B. Section 1983 Claims Against the City Because the Elrod/Branti exception applied to Plaintiff Davis, his termination did not violate the Constitution and therefore cannot support a § 1983 claim against the City. Accordingly, that claim will be dismissed, and this Court will turn to Defendants’ argument that Plaintiff Settles’s § 1983 claim against the City must also be dismissed for failure to allege municipal liability. Municipalities may be subject to § 1983 liability pursuant to Monell v. Dep’t of Soc. Servs. of City of New York, 436 U.S. 658, 690 (1978). To establish Monell liability, the plaintiff must plausibly allege that the plaintiff’s constitutional harm stems from the acts of a municipal employee “taken in furtherance of some municipal ‘policy or custom.’” Milligan v. City of Newport News, 743 F.2d 227, 229 (4th Cir. 1984) (quoting Monell, 436 U.S. at 694); see also Spell v. McDaniel, 824 F.2d 1380, 1389 (4th Cir. 1987). As interpreted by the Fourth Circuit, a “policy or custom” can exist in four ways:
(1) through an express policy, such as a written ordinance or regulation; (2) through the decisions of a person with final policymaking authority; (3) through an omission, such as a failure to properly train officers, that “manifest[s] deliberate indifference to the rights of citizens”; or (4) through a practice that is so “persistent and widespread” as to constitute a “custom or usage with the force of law.”

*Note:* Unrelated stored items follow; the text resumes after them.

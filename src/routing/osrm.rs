//! HTTP road-routing provider, speaking an OSRM-compatible `/table` and
//! `/route` API: a stable URL shape, User-Agent discipline for the public
//! demo server, and JSON-shape defensiveness (missing `distances`/`routes`
//! degrade to `None` rather than panicking).

use async_trait::async_trait;
use reqwest::Client;
use serde_json::Value;
use std::time::Duration;
use tracing::{debug, error, warn};

use super::provider::{Directions, Objective, RouteProvider};

pub struct OsrmProvider {
    client: Client,
    base_url: String,
    profile: String,
    timeout: Duration,
    retries: u32,
}

impl OsrmProvider {
    pub fn new(base_url: impl Into<String>, profile: impl Into<String>, timeout: Duration, retries: u32) -> Self {
        Self {
            client: Client::new(),
            base_url: base_url.into(),
            profile: profile.into(),
            timeout,
            retries,
        }
    }

    fn coord_string(points: &[(f64, f64)]) -> String {
        points
            .iter()
            .map(|(lat, lon)| format!("{lon},{lat}"))
            .collect::<Vec<String>>()
            .join(";")
    }

    async fn get_with_retry(&self, url: &str) -> Option<Value> {
        let mut attempt = 0;
        loop {
            let response = self
                .client
                .get(url)
                .header("User-Agent", "freightplan/1.0")
                .timeout(self.timeout)
                .send()
                .await;

            match response {
                Ok(resp) => {
                    let status = resp.status();
                    if status.is_success() {
                        return match resp.json::<Value>().await {
                            Ok(json) => Some(json),
                            Err(e) => {
                                error!("OSRM response JSON parse failed: {e}");
                                None
                            }
                        };
                    }
                    if (status.as_u16() == 429 || status.is_server_error()) && attempt < self.retries
                    {
                        warn!("OSRM returned HTTP {status}, retrying ({attempt}/{})", self.retries);
                        attempt += 1;
                        continue;
                    }
                    error!("OSRM returned HTTP {status}, giving up");
                    return None;
                }
                Err(e) => {
                    if attempt < self.retries {
                        warn!("OSRM request failed: {e}, retrying ({attempt}/{})", self.retries);
                        attempt += 1;
                        continue;
                    }
                    error!("OSRM request failed: {e}, giving up");
                    return None;
                }
            }
        }
    }
}

#[async_trait]
impl RouteProvider for OsrmProvider {
    fn name(&self) -> &'static str {
        "osrm"
    }

    async fn distance_matrix(&self, points: &[(f64, f64)]) -> Option<Vec<Vec<f64>>> {
        if points.len() < 2 {
            return None;
        }
        let url = format!(
            "{}/table/v1/{}/{}?annotations=distance",
            self.base_url.trim_end_matches('/'),
            self.profile,
            Self::coord_string(points)
        );
        debug!("OSRM table request: {} chars", url.len());

        let json = self.get_with_retry(&url).await?;
        let distances = json.get("distances")?.as_array()?;

        let matrix: Vec<Vec<f64>> = distances
            .iter()
            .map(|row| {
                row.as_array()
                    .map(|r| {
                        r.iter()
                            .map(|v| v.as_f64().unwrap_or(f64::MAX) / 1609.344)
                            .collect()
                    })
                    .unwrap_or_default()
            })
            .collect();

        if matrix.len() != points.len() {
            error!("OSRM table response row count mismatch");
            return None;
        }
        Some(matrix)
    }

    async fn directions(
        &self,
        ordered_points: &[(f64, f64)],
        _objective: Objective,
    ) -> Option<Directions> {
        if ordered_points.len() < 2 {
            return Some(Directions {
                leg_miles: vec![],
                total_miles: 0.0,
                polyline: None,
            });
        }
        let url = format!(
            "{}/route/v1/{}/{}?overview=full&geometries=polyline&steps=false",
            self.base_url.trim_end_matches('/'),
            self.profile,
            Self::coord_string(ordered_points)
        );

        let json = self.get_with_retry(&url).await?;
        let routes = json.get("routes")?.as_array()?;
        let route = routes.first()?;

        let total_miles = route.get("distance")?.as_f64()? / 1609.344;
        let legs = route.get("legs")?.as_array()?;
        let leg_miles: Vec<f64> = legs
            .iter()
            .filter_map(|l| l.get("distance").and_then(|d| d.as_f64()))
            .map(|meters| meters / 1609.344)
            .collect();
        let polyline = route
            .get("geometry")
            .and_then(|g| g.as_str())
            .map(|s| s.to_string());

        Some(Directions {
            leg_miles,
            total_miles,
            polyline,
        })
    }
}
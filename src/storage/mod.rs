//! Repository abstractions the core consumes. Concrete backends (sqlite
//! here) implement these traits; the optimizer and routing service never
//! talk to a database directly. Web plumbing, CSV import, and schema
//! migrations that populate these tables are out of scope — only the core
//! read/write operations the optimizer needs are modeled.

pub mod sqlite;

use async_trait::async_trait;

use crate::domain::{Order, OrderLine, RateEntry, RouteCacheEntry};
use crate::error::Result;

#[async_trait]
pub trait OrderRepository: Send + Sync {
    async fn list_order_lines_for_optimization(
        &self,
        plant: &str,
        min_due_date: Option<chrono::NaiveDate>,
    ) -> Result<Vec<OrderLine>>;

    async fn list_orders_for_optimization(&self, plant: &str) -> Result<Vec<Order>>;
}

#[derive(Debug, Clone, PartialEq)]
pub struct SkuSpec {
    pub sku: String,
    pub category: Option<String>,
    pub length_with_tongue_ft: f64,
    pub max_stack_step_deck: u32,
    pub max_stack_flat_bed: u32,
}

#[async_trait]
pub trait SettingsRepository: Send + Sync {
    async fn list_sku_specs(&self) -> Result<Vec<SkuSpec>>;
    async fn list_rate_matrix(&self) -> Result<Vec<RateEntry>>;
    async fn list_plants(&self) -> Result<Vec<(String, (f64, f64))>>;
    async fn list_zip_coordinates(&self) -> Result<Vec<(String, (f64, f64))>>;
    async fn get_planning_setting(&self, key: &str) -> Result<Option<String>>;
}

#[async_trait]
pub trait LoadRepository: Send + Sync {
    async fn create_load(&self, load: &crate::domain::Load) -> Result<()>;
    async fn create_load_line(&self, load_id: crate::domain::LoadId, order_line_id: &str, feet: f64) -> Result<()>;
    async fn clear_draft_loads(&self, plant: &str, session_id: &str) -> Result<()>;
    /// Next monotonic sequence for `{PLANT}{YY}-{SEQ:04d}`, per `(plant, year)`.
    async fn next_load_sequence(&self, plant: &str, year: i32) -> Result<u32>;
}

#[async_trait]
pub trait RouteCacheRepository: Send + Sync {
    async fn get_route_cache(&self, key: &str) -> Result<Option<RouteCacheEntry>>;
    async fn upsert_route_cache(&self, entry: &RouteCacheEntry) -> Result<()>;
}
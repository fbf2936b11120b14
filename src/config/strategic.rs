//! Strategic-customer rule parsing: `get_planning_setting("strategic_customers")`
//! returns newline-separated `Label|PATTERN1,PATTERN2` entries.
//! Parsing must be bin-exact: patterns are uppercased, punctuation stripped,
//! whitespace collapsed.

use crate::domain::StrategicCustomer;

/// Normalize a customer name (or raw pattern) for matching: uppercase,
/// strip anything that isn't alphanumeric or space, collapse runs of
/// whitespace to a single space, trim.
pub fn normalize(raw: &str) -> String {
    let upper = raw.to_uppercase();
    let stripped: String = upper
        .chars()
        .map(|c| if c.is_alphanumeric() || c.is_whitespace() { c } else { ' ' })
        .collect();
    stripped.split_whitespace().collect::<Vec<_>>().join(" ")
}

/// Parse the `strategic_customers` planning setting text into a compiled
/// pattern list. Blank lines and lines starting with `#` are comments.
/// Per-line syntax: `Label|PATTERN1,PATTERN2,...`. Flags beyond the base
/// patterns aren't encoded in this text format; a full rule set also keyed
/// by `label` can be supplied separately via `StrategicRules` and merged in.
pub fn parse_patterns(text: &str) -> Vec<(String, Vec<String>)> {
    text.lines()
        .map(str::trim)
        .filter(|line| !line.is_empty() && !line.starts_with('#'))
        .filter_map(|line| {
            let (label, patterns_csv) = line.split_once('|')?;
            let patterns: Vec<String> = patterns_csv
                .split(',')
                .map(|p| normalize(p.trim()))
                .filter(|p| !p.is_empty())
                .collect();
            Some((label.trim().to_string(), patterns))
        })
        .collect()
}

/// A compiled, ready-to-match strategic customer list. Holds the flags from
/// `StrategicCustomer` keyed by `label` so `compile` can join the parsed
/// patterns text against admin-edited flag rows.
#[derive(Debug, Clone, Default)]
pub struct StrategicRules {
    customers: Vec<StrategicCustomer>,
}

impl StrategicRules {
    /// Build a compiled rule set directly from full `StrategicCustomer` rows
    /// (flags + patterns already joined, as the storage layer would return
    /// them). Patterns are normalized once here.
    pub fn new(mut customers: Vec<StrategicCustomer>) -> Self {
        for c in &mut customers {
            c.patterns = c.patterns.iter().map(|p| normalize(p)).collect();
        }
        Self { customers }
    }

    /// Join raw `strategic_customers` setting text against a flags table
    /// keyed by label, for callers that only have the bare text format plus
    /// a separate admin flags source.
    pub fn from_text_and_flags(text: &str, flags_by_label: &[StrategicCustomer]) -> Self {
        let parsed = parse_patterns(text);
        let mut customers = Vec::with_capacity(parsed.len());
        for (label, patterns) in parsed {
            let flags = flags_by_label
                .iter()
                .find(|c| c.label.eq_ignore_ascii_case(&label));
            customers.push(StrategicCustomer {
                key: flags.map(|f| f.key.clone()).unwrap_or_else(|| label.clone()),
                label: label.clone(),
                patterns,
                default_due_date_flex_days: flags.and_then(|f| f.default_due_date_flex_days),
                no_mix: flags.map(|f| f.no_mix).unwrap_or(false),
                default_wedge_51: flags.map(|f| f.default_wedge_51).unwrap_or(false),
                requires_return_to_origin: flags.map(|f| f.requires_return_to_origin).unwrap_or(false),
                ignore_for_optimization: flags.map(|f| f.ignore_for_optimization).unwrap_or(false),
            });
        }
        Self { customers }
    }

    /// Match `cust_name` against every compiled pattern list, case-insensitively
    /// (both sides already normalized), substring match. First match wins.
    pub fn match_customer(&self, cust_name: &str) -> Option<&StrategicCustomer> {
        let normalized = normalize(cust_name);
        self.customers
            .iter()
            .find(|c| c.patterns.iter().any(|p| normalized.contains(p.as_str())))
    }
}

#[cfg(test)]
mod tests {
    use super::*;

    #[test]
    fn normalizes_punctuation_and_whitespace() {
        assert_eq!(normalize("Lowe's  Home   Centers, Inc."), "LOWE S HOME CENTERS INC");
    }

    #[test]
    fn parses_label_pattern_lines_and_skips_comments() {
        let text = "# comment\nLowe's|LOWES,LOWE'S HOME\n\nJoe's Hardware|JOES HARDWARE\n";
        let parsed = parse_patterns(text);
        assert_eq!(parsed.len(), 2);
        assert_eq!(parsed[0].0, "Lowe's");
        assert_eq!(parsed[0].1, vec!["LOWES".to_string(), "LOWE S HOME".to_string()]);
    }

    #[test]
    fn matches_case_insensitively_by_substring() {
        let customers = vec![StrategicCustomer {
            key: "lowes".into(),
            label: "Lowe's".into(),
            patterns: vec!["LOWES".into()],
            default_due_date_flex_days: None,
            no_mix: true,
            default_wedge_51: false,
            requires_return_to_origin: true,
            ignore_for_optimization: false,
        }];
        let rules = StrategicRules::new(customers);
        let found = rules.match_customer("lowes home centers #4821").unwrap();
        assert!(found.no_mix);
        assert!(found.requires_return_to_origin);
    }
}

Lytle v. Doyle, 326 F.3d 463, 471 (4th Cir. 2003) (quoting Carter v. Morris, 164 F.3d 215, 218 (4th Cir. 1999)). Here, Plaintiff Settles primarily argues that she has alleged a policy or custom because her termination constituted a decision by a person with final policymaking authority, namely, Defendant Scott. To satisfy this method of pleading a custom or policy, the decisionmaker must possess authority, as a matter of state law, to establish municipal policy with respect to the decision made. Riddick v. Sch. Bd. of Portsmouth, 238 F.3d 518, 523 (4th Cir. 2000). Even “a single decision regarding a course of action in response to particular circumstances” may constitute official policy if the decisionmaker had final policymaking authority. Hunter v. Town of Mocksville, 897 F.3d 538, 554 (4th Cir. 2018) (quoting Semple v. City of Moundsville, 195 F.3d 708, 712 (4th Cir. 1999)). Thus, this Court must determine whether Defendant Scott possessed final policymaking authority as to the employment of Plaintiff Settles. “When an official’s discretionary decisions are constrained by policies not of that official’s making, those policies, rather than the subordinate’s departures from them, are the act of the municipality.” City of St. Louis v. Praprotnik, 485 U.S. 112, 127 (1988). Accordingly, an official may possess authority to make “final implementing decisions” without possessing authority to make “final policy.” Greensboro Pro. Fire Fighters Ass’n, Loc. 3157 v. City of Greensboro, 64 F.3d 962, 966 (4th Cir. 1995). A review of cases examining this distinction is instructive. In Greensboro Professional Fire Fighters Ass’n, Local 3157 v. City of Greensboro, a city’s Fire Chief allegedly declined to promote the plaintiff because of his union activity. Id. at 963.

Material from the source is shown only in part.